Later, Trump warned on Friday that Libyan model “the model, if you look at that model with Gaddafi, that was a total decimation. We went in there to beat him. Now that model would take place if we don’t make a deal, most likely.” It should noted that a year after Libya’s Muammar Gaddafi agreed to give up nuclear weapons in 2003, he was killed by Western-backed rebels. So far, nobody knows whether the June 12 summit will actually happen.
China-US trade talk resulted in words but no action
US-China trade negotiation resumed last week with Chinese Vice Premier Liu He and the delegates’ visit to Washington.

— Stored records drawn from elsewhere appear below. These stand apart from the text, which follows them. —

use common::FeedConfig;
use newsboard::ingestion;

#[tokio::main(flavor = "current_thread")]
async fn main() {
    // Initialize tracing
    tracing_subscriber::fmt()
        .with_max_level(tracing::Level::INFO)
        .init();

    let url = ingestion::FEED_URL;
    let feed = FeedConfig::default();

    println!("\n{}", "=".repeat(60));
    println!("Previewing: {}", url);
    println!("{}", "=".repeat(60));

    match ingestion::fetch_feed_items(url, feed.max_items, feed.timeout_seconds).await {
        Ok(items) => {
            println!("✓ Success! {} items", items.len());
            for (i, item) in items.iter().enumerate() {
                println!("\n  {}. {}", i + 1, item.title);
                println!("     URL: {}", item.link);
                println!("     {}", item.description);
                println!("     HTML: {}", item.to_html());
            }
        }
        Err(e) => {
            println!("✗ Failed: {}", e);
        }
    }
}
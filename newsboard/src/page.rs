use chrono::{DateTime, Local};
use common::PageConfig;
use std::io::ErrorKind;
use std::path::{Path, PathBuf};
use tokio::io::AsyncWriteExt;
use tracing::debug;

use crate::error::UpdateError;
use crate::render::{news_fragment, NEWS_UNAVAILABLE};

/// Format of the update timestamp, before the locale suffix.
pub const TIMESTAMP_FORMAT: &str = "%Y-%m-%d %H:%M:%S";

/// What a successful page rewrite did.
#[derive(Debug, Clone, PartialEq, Eq)]
pub struct PageUpdate {
    pub items: usize,
    pub timestamp: String,
    pub news_replaced: bool,
    pub timestamp_replaced: bool,
}

/// `YYYY-MM-DD HH:MM:SS` followed by `suffix`.
pub fn format_timestamp(now: DateTime<Local>, suffix: &str) -> String {
    format!("{}{}", now.format(TIMESTAMP_FORMAT), suffix)
}

/// Replaces the news container in `html` with one holding `fragment`.
///
/// The empty `marker` (e.g. `<div id="news"></div>`) is matched first. Failing that, a
/// container this tool filled on an earlier run is replaced so repeated runs do not
/// pile up: the marker's opening tag followed directly by the fallback message or by
/// an `<ol>` list, then the closing tag. Any other container content is left alone.
/// Only the first container is touched. Returns `None` if there is none.
pub fn replace_news(html: &str, marker: &str, fragment: &str) -> Option<String> {
    let (open, close) = split_container(marker)?;
    let (start, end) = match html.find(marker) {
        Some(start) => (start, start + marker.len()),
        None => filled_container(html, open, close)?,
    };

    let mut out = String::with_capacity(html.len() + fragment.len());
    out.push_str(&html[..start]);
    out.push_str(open);
    out.push_str(fragment);
    out.push_str(close);
    out.push_str(&html[end..]);
    Some(out)
}

/// Byte range of a container holding exactly what [`news_fragment`] produces.
fn filled_container(html: &str, open: &str, close: &str) -> Option<(usize, usize)> {
    let start = html.find(open)?;
    let inner = &html[start + open.len()..];

    let inner_len = if inner.starts_with(NEWS_UNAVAILABLE) {
        NEWS_UNAVAILABLE.len()
    } else if inner.starts_with("<ol>") {
        inner.find(&format!("</ol>{close}"))? + "</ol>".len()
    } else {
        return None;
    };

    if !inner[inner_len..].starts_with(close) {
        return None;
    }
    Some((start, start + open.len() + inner_len + close.len()))
}

/// Splits `<div id="news"></div>` into its opening and closing tags.
fn split_container(marker: &str) -> Option<(&str, &str)> {
    let split = marker.find("</")?;
    let (open, close) = marker.split_at(split);
    if open.is_empty() {
        return None;
    }
    Some((open, close))
}

/// Replaces the first occurrence of `marker` with `value`.
pub fn replace_first(html: &str, marker: &str, value: &str) -> Option<String> {
    if marker.is_empty() || !html.contains(marker) {
        return None;
    }
    Some(html.replacen(marker, value, 1))
}

/// Reads the page, injects the rendered items and a timestamp taken now, and writes
/// the page back.
pub async fn update_page(config: &PageConfig, items: &[String]) -> Result<PageUpdate, UpdateError> {
    let timestamp = format_timestamp(Local::now(), &config.timestamp_suffix);
    update_page_at(Path::new(&config.path), config, items, &timestamp).await
}

/// [`update_page`] with an explicit path and timestamp.
pub async fn update_page_at(
    path: &Path,
    config: &PageConfig,
    items: &[String],
    timestamp: &str,
) -> Result<PageUpdate, UpdateError> {
    let html = match tokio::fs::read_to_string(path).await {
        Ok(html) => html,
        Err(e) if e.kind() == ErrorKind::NotFound => return Err(UpdateError::NotFound(path.to_path_buf())),
        Err(e) => return Err(UpdateError::io("read", path, e)),
    };

    let fragment = news_fragment(items);

    let (html, news_replaced) = match replace_news(&html, &config.news_marker, &fragment) {
        Some(updated) => (updated, true),
        None => (html, false),
    };
    let (html, timestamp_replaced) = match replace_first(&html, &config.timestamp_marker, timestamp) {
        Some(updated) => (updated, true),
        None => (html, false),
    };
    debug!(path = %path.display(), news_replaced, timestamp_replaced, "page markers substituted");

    write_atomic(path, html.as_bytes()).await?;

    Ok(PageUpdate {
        items: items.len(),
        timestamp: timestamp.to_string(),
        news_replaced,
        timestamp_replaced,
    })
}

fn temp_path(path: &Path) -> PathBuf {
    let name = path
        .file_name()
        .map(|n| n.to_string_lossy().into_owned())
        .unwrap_or_else(|| "page".to_string());
    path.with_file_name(format!(".{}.{}.tmp", name, std::process::id()))
}

/// Writes `data` next to `path` and renames it over `path`, so a failed write leaves
/// the old page intact.
async fn write_atomic(path: &Path, data: &[u8]) -> Result<(), UpdateError> {
    let temp = temp_path(path);

    let written = async {
        let mut file = tokio::fs::File::create(&temp)
            .await
            .map_err(|e| UpdateError::io("create", &temp, e))?;
        file.write_all(data)
            .await
            .map_err(|e| UpdateError::io("write", &temp, e))?;
        file.sync_all()
            .await
            .map_err(|e| UpdateError::io("sync", &temp, e))?;
        tokio::fs::rename(&temp, path)
            .await
            .map_err(|e| UpdateError::io("replace", path, e))
    }
    .await;

    if written.is_err() {
        let _ = tokio::fs::remove_file(&temp).await;
    }
    written
}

It’s reported by Reuters and Bloomberg that a Trump administration official leaked the information that China is offering US a USD 200b cut in annual trade surplus with the latter. But the Chinese Ministry of Commerce was quick to come out and deny it. And so far there were just words, without anything solid. Trump’s chief economic advisor Larry Kudlow said the negotiations “are going well”. And, “China’s come to trade, they’re meeting many of our demands.” But, “there’s no deal yet, to be sure, and it’s going to probably take a while. It’s a process. But they’re coming to play. I believe they want to make a deal.” The uncertainty on US-China trade relationship will drag on for more time.